More recently, it was a Chinese nickel billionaire who saw his empire collapse after a bad bet in the markets, taking a slew of investors with it. This time it’s a case of a missing copper that is stirring up the resource world in the Middle Kingdom. A group of companies, worried about their wallets, are investigating the activities of a deposit in the north-east of the country.
According to American media, the focus of the case is a company called Huludao Risun Trading Co., a medium-sized broker that trades between 800,000 and 1 million tons of copper annually. To do this, it finances itself with other companies, which it reimburses to the founders of the country after the material has been resold.
As Bloomberg reports, these companies, which are majority owned by the Chinese state, financed the purchase of 300,000 tons upstream. However, it seems that the Qinhuangdao depot only has a third, or 100,000 tons. Not an easy task: the counter is missing the equivalent of 490 million dollars, about the same amount in euros, of the precious raw material.
opacity
This could be a typical case of fraud in a complex environment where the high volatility of the markets since the Covid crisis, the global economic recovery and the war in Ukraine caused companies in need of financing to diversify their sources. A greater opacity that, it seems, has sometimes allowed them to perform very neat accounting tricks.

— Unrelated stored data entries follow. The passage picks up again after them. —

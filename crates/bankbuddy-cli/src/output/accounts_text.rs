use std::io;

use bankbuddy_client::contracts::types::AccountType;
use serde_json::Value;

use super::format::{self, Column};

pub fn render_accounts(data: &Value) -> io::Result<String> {
    let summary = data
        .get("summary")
        .filter(|value| value.is_object())
        .ok_or_else(|| io::Error::other("account list output requires summary"))?;
    let rows = data
        .get("rows")
        .and_then(Value::as_array)
        .ok_or_else(|| io::Error::other("account list output requires rows"))?;

    let mut lines = vec!["Ledger accounts:".to_string(), String::new()];
    lines.extend(format::key_value_rows(
        &[
            ("Accounts:", format::int(summary, "account_count").to_string()),
            (
                "Transactions:",
                format::int(summary, "transaction_count").to_string(),
            ),
            (
                "Covers:",
                date_span(summary, "earliest_posted_at", "latest_posted_at"),
            ),
            ("Net amount:", format::dollars(summary, "net_amount")),
        ],
        2,
    ));

    if rows.is_empty() {
        lines.push(String::new());
        lines.push("No accounts found yet.".to_string());
        lines.push(String::new());
        lines.push("Import a bank export first:".to_string());
        lines.push("  1. buddy import create --help".to_string());
        lines.push("  2. buddy import create --dry-run <path>".to_string());
        lines.push("  3. buddy import create <path>".to_string());
        return Ok(lines.join("\n"));
    }

    let columns = [
        Column::left("Account"),
        Column::left("Type"),
        Column::right("Txns"),
        Column::left("First"),
        Column::left("Last"),
        Column::right("Net"),
    ];
    let table_rows = rows
        .iter()
        .map(|row| {
            vec![
                format::text(row, "account_key"),
                type_label(row),
                format::int(row, "txn_count").to_string(),
                format::text(row, "first_posted_at"),
                format::text(row, "last_posted_at"),
                format::dollars(row, "net_amount"),
            ]
        })
        .collect::<Vec<Vec<String>>>();

    lines.push(String::new());
    lines.extend(format::render_table(
        &columns,
        &table_rows,
        format::terminal_width(),
        "Account",
    ));
    Ok(lines.join("\n"))
}

/// `Credit Card` for a serialized `credit_card`.
pub fn type_label(row: &Value) -> String {
    let raw = row
        .get("account_type")
        .and_then(Value::as_str)
        .unwrap_or("other");
    AccountType::parse(raw).label().to_string()
}

fn date_span(value: &Value, start_key: &str, end_key: &str) -> String {
    match (
        value.get(start_key).and_then(Value::as_str),
        value.get(end_key).and_then(Value::as_str),
    ) {
        (Some(start), Some(end)) => format!("{start} to {end}"),
        _ => "no transactions".to_string(),
    }
}

#[cfg(test)]
mod tests {
    use serde_json::json;

    use super::render_accounts;

    #[test]
    fn renders_account_table() {
        let data = json!({
            "summary": {
                "account_count": 1,
                "transaction_count": 3,
                "earliest_posted_at": "2025-01-05",
                "latest_posted_at": "2025-01-20",
                "net_amount": "-67.10"
            },
            "rows": [{
                "account_key": "joint_cc",
                "account_type": "credit_card",
                "txn_count": 3,
                "first_posted_at": "2025-01-05",
                "last_posted_at": "2025-01-20",
                "net_amount": "-67.10"
            }]
        });

        let rendered = render_accounts(&data);
        assert!(rendered.is_ok());
        if let Ok(text) = rendered {
            assert!(text.contains("Covers:        2025-01-05 to 2025-01-20"));
            assert!(text.contains("joint_cc"));
            assert!(text.contains("Credit Card"));
            assert!(text.contains("-$67.10"));
        }
    }

    #[test]
    fn empty_ledger_points_at_import() {
        let data = json!({
            "summary": {
                "account_count": 0,
                "transaction_count": 0,
                "earliest_posted_at": null,
                "latest_posted_at": null,
                "net_amount": "0.00"
            },
            "rows": []
        });

        let rendered = render_accounts(&data);
        assert!(rendered.is_ok());
        if let Ok(text) = rendered {
            assert!(text.contains("No accounts found yet."));
            assert!(text.contains("buddy import create --dry-run <path>"));
        }
    }
}
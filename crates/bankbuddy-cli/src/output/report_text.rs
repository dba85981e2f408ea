use std::io;

use serde_json::Value;

use super::format;

pub fn render_report(data: &Value) -> io::Result<String> {
    let output_path = data
        .get("output_path")
        .and_then(Value::as_str)
        .ok_or_else(|| io::Error::other("report output requires output_path"))?;
    let parameters = data.get("parameters").cloned().unwrap_or(Value::Null);
    let accounts = string_list(data, "accounts");
    let charts = string_list(data, "charts_embedded");

    let mut lines = vec![
        format!("Report written to {output_path}"),
        String::new(),
    ];
    lines.extend(format::key_value_rows(
        &[
            ("As of:", format::text(data, "as_of")),
            (
                "Split:",
                format!(
                    "{} {}% / {} {}%",
                    format::text(&parameters, "person1_name"),
                    format::text(&parameters, "person1_percentage"),
                    format::text(&parameters, "person2_name"),
                    format::text(&parameters, "person2_percentage"),
                ),
            ),
            ("Accounts:", joined_or_none(&accounts)),
            ("Charts:", joined_or_none(&charts)),
            ("Bytes:", format::int(data, "bytes_written").to_string()),
        ],
        2,
    ));
    Ok(lines.join("\n"))
}

fn string_list(data: &Value, key: &str) -> Vec<String> {
    format::array(data, key)
        .iter()
        .filter_map(Value::as_str)
        .map(str::to_string)
        .collect()
}

fn joined_or_none(values: &[String]) -> String {
    if values.is_empty() {
        "none".to_string()
    } else {
        values.join(", ")
    }
}
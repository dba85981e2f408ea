use std::path::{Path, PathBuf};

use crate::ClientResult;
use crate::commands::common::load_setup;
use crate::contracts::envelope::{SuccessEnvelope, success};
use crate::contracts::types::{ImportData, ImportListData, ImportListItem};
use crate::import::{self, ImportRequest};
use crate::state::{absolutize, default_export_dir, map_sqlite_error, open_connection};

#[derive(Debug, Default)]
pub struct ImportRunOptions<'a> {
    /// CSV file or directory; defaults to `<home>/bank-exports`.
    pub path: Option<PathBuf>,
    /// Account key override for a single file.
    pub account: Option<String>,
    pub dry_run: bool,
    pub home_override: Option<&'a Path>,
}

#[derive(Debug, Default)]
pub struct ImportListOptions<'a> {
    pub home_override: Option<&'a Path>,
}

pub fn run(path: Option<PathBuf>, dry_run: bool) -> ClientResult<SuccessEnvelope> {
    run_with_options(ImportRunOptions {
        path,
        dry_run,
        ..ImportRunOptions::default()
    })
}

#[doc(hidden)]
pub fn run_with_options(options: ImportRunOptions<'_>) -> ClientResult<SuccessEnvelope> {
    let setup = load_setup(options.home_override)?;
    let source = match &options.path {
        Some(path) => absolutize(path)?,
        None => default_export_dir(&setup.home_path),
    };

    log::info!("importing from {}", source.display());
    let execution = import::execute(
        &setup,
        ImportRequest {
            path: &source,
            account: options.account.as_deref(),
            dry_run: options.dry_run,
        },
    )?;

    let data_range = if execution.dry_run {
        setup.data_range
    } else {
        load_setup(options.home_override)?.data_range
    };

    success(
        "import",
        ImportData {
            dry_run: execution.dry_run,
            path: source.display().to_string(),
            message: execution.message,
            files: execution.files,
            summary: execution.summary,
            duplicate_summary: execution.duplicate_summary,
            next_step: execution.next_step,
            other_actions: execution.other_actions,
            data_range,
        },
    )
}

pub fn list() -> ClientResult<SuccessEnvelope> {
    list_with_options(ImportListOptions::default())
}

#[doc(hidden)]
pub fn list_with_options(options: ImportListOptions<'_>) -> ClientResult<SuccessEnvelope> {
    let setup = load_setup(options.home_override)?;
    let db_path = setup.db_path.as_path();
    let connection = open_connection(db_path)?;
    let sqlite = |error: rusqlite::Error| map_sqlite_error(db_path, &error);

    let mut statement = connection
        .prepare(
            "SELECT import_id, account_key, source_ref, created_at,
                    rows_read, rows_valid, rows_invalid, inserted, deduped
             FROM v1_imports
             ORDER BY created_at DESC, import_id DESC",
        )
        .map_err(sqlite)?;
    let rows = statement
        .query_map([], |row| {
            Ok(ImportListItem {
                import_id: row.get("import_id")?,
                account_key: row.get("account_key")?,
                source_ref: row.get("source_ref")?,
                created_at: row.get("created_at")?,
                rows_read: row.get("rows_read")?,
                rows_valid: row.get("rows_valid")?,
                rows_invalid: row.get("rows_invalid")?,
                inserted: row.get("inserted")?,
                deduped: row.get("deduped")?,
            })
        })
        .map_err(sqlite)?
        .collect::<Result<Vec<ImportListItem>, rusqlite::Error>>()
        .map_err(sqlite)?;

    success("import list", ImportListData { rows })
}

What happened to the phantom but paid-off shares in Huludao Risun Trading Co. is not yet known. That 200,000 ton hole shouldn’t have too much of an impact on the downstream market, despite the seemingly colossal figure, as foundries can draw on the large inventories they’ve already built up, a Mysteel specialist tells Bloomberg.
However, this strange tale of lost copper, regardless of its true nature and ultimate explanation, follows another case of the same nature in which borrowing to purchase aluminum had also uncovered very large holes in inventories.
These hiccups of insane amounts of money are urging the authorities to take a more serious look at materials funding schemes and their actors, apparently not always with the utmost seriousness or even the greatest honesty. These mistakes or thefts can sometimes expose larger companies’ accounts to large losses, such as during the 2014 “Qingdao scandal”.